*** Begin section ***
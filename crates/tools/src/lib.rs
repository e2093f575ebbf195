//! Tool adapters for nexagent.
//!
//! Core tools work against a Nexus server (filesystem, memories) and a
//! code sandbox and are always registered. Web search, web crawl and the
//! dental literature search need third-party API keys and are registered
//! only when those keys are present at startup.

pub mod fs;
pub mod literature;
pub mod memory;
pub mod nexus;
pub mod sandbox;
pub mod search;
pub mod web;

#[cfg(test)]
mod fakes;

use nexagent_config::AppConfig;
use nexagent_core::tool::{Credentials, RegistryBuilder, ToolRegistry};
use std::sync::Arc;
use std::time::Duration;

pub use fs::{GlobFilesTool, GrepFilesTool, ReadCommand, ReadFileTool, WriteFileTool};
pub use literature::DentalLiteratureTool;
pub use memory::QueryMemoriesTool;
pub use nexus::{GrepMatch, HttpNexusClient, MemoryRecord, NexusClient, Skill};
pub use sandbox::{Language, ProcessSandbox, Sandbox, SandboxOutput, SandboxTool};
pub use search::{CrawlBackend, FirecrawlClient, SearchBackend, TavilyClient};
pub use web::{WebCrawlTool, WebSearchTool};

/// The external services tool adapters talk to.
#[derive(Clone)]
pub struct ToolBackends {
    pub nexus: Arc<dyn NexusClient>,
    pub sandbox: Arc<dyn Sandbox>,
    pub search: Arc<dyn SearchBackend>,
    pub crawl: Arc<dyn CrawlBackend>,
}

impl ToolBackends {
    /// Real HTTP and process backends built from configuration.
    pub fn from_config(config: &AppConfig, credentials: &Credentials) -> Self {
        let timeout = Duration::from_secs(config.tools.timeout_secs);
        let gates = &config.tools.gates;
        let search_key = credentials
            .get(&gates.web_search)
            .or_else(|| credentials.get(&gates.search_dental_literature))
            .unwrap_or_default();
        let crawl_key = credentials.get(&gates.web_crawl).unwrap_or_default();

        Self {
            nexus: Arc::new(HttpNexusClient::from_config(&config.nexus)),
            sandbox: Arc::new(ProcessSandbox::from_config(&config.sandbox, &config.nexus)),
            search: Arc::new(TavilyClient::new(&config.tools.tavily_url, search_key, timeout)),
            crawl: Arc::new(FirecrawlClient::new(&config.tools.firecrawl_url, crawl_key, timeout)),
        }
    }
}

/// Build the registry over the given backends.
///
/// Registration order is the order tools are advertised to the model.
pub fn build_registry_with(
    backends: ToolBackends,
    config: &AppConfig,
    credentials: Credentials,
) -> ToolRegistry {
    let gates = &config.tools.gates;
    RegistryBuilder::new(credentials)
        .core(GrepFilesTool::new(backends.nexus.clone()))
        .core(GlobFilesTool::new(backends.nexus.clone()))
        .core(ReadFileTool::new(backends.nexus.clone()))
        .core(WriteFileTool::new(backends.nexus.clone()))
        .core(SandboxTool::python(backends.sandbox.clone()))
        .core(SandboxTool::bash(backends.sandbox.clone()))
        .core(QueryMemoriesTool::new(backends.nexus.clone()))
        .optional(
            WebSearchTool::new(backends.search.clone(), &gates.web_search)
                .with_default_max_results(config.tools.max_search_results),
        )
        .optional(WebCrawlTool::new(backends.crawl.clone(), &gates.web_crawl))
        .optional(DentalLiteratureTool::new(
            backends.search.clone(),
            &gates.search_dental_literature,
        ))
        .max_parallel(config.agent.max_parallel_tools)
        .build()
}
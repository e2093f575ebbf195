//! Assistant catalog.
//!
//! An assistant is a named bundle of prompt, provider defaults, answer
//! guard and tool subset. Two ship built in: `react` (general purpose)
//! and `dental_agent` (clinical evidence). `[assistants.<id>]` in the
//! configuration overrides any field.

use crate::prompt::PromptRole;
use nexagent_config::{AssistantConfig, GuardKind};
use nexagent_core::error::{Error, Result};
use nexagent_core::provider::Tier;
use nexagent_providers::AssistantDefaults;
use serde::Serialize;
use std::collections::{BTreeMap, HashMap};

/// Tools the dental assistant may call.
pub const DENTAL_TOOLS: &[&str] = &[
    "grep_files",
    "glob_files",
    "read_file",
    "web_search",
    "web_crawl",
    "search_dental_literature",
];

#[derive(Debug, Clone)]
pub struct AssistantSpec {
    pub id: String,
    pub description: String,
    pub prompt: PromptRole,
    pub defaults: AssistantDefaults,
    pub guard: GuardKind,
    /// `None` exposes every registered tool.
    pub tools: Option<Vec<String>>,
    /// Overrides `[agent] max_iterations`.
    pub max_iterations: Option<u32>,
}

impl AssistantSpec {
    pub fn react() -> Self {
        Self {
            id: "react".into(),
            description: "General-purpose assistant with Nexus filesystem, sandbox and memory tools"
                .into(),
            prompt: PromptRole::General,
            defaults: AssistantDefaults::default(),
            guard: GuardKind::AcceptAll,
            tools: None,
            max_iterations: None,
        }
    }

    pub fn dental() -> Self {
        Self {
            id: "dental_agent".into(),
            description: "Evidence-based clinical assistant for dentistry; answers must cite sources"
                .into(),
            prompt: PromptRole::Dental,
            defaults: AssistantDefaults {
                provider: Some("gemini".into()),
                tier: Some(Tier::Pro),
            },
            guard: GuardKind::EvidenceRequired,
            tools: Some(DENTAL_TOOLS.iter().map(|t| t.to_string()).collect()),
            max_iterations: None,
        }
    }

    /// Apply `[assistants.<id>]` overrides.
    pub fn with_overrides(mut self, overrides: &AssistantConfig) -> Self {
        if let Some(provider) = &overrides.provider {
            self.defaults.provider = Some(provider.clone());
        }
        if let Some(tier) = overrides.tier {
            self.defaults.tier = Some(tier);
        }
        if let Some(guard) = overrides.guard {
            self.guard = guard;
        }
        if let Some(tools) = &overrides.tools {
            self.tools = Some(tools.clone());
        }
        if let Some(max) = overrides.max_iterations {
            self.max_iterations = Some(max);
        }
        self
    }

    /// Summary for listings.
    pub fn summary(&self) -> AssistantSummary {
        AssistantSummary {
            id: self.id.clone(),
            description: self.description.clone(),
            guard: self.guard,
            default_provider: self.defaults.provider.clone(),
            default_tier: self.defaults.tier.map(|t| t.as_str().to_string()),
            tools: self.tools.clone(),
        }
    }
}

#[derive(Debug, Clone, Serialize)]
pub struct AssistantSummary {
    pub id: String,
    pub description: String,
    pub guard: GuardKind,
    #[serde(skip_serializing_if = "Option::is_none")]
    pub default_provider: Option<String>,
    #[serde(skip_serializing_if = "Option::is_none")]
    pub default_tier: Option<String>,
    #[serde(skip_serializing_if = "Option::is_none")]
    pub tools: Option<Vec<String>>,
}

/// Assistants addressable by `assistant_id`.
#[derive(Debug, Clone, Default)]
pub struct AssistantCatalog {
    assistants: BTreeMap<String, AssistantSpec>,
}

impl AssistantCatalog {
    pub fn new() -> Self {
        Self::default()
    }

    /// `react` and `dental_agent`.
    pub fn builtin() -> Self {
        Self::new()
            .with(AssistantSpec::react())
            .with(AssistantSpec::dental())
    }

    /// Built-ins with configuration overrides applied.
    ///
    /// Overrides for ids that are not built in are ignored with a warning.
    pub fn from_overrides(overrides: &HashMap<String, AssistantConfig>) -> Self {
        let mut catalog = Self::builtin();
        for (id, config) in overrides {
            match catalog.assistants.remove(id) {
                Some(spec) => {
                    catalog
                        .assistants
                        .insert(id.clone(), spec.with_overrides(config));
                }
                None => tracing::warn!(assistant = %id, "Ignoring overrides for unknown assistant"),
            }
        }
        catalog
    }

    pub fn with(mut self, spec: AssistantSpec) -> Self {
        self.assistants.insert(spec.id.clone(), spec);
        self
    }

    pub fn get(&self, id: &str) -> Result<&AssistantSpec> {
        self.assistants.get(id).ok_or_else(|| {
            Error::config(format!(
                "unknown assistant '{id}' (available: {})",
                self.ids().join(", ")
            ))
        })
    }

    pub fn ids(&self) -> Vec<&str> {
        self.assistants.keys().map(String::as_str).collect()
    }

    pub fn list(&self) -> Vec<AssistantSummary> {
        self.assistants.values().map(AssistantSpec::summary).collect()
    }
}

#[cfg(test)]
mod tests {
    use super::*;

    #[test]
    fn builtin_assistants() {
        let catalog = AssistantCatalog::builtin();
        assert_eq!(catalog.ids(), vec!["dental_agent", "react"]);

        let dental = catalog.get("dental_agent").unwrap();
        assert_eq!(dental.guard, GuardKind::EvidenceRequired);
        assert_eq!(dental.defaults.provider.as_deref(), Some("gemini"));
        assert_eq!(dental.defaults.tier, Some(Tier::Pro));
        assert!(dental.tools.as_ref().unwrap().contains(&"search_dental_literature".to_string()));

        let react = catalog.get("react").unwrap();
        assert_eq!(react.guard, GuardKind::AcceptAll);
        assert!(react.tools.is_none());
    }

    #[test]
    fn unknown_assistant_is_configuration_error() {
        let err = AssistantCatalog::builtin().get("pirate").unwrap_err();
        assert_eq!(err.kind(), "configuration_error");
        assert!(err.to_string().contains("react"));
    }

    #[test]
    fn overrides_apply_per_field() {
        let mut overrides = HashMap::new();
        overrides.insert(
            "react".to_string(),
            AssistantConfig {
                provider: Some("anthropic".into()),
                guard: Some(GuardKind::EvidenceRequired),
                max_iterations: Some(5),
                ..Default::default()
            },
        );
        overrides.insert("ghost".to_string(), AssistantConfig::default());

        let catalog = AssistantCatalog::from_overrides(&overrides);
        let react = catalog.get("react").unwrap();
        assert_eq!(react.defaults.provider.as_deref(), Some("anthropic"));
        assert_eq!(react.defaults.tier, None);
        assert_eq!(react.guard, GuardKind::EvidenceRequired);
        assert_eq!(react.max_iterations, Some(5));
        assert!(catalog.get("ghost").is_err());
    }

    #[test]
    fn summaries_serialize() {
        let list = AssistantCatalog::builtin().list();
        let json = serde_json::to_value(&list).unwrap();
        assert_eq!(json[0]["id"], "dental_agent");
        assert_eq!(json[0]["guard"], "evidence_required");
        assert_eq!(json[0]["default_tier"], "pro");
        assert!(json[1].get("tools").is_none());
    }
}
*** End section ***
For each line in the entries that holds "SandboxTool", return that line.

pub use sandbox::{Language, ProcessSandbox, Sandbox, SandboxOutput, SandboxTool};
        .core(SandboxTool::python(backends.sandbox.clone()))
        .core(SandboxTool::bash(backends.sandbox.clone()))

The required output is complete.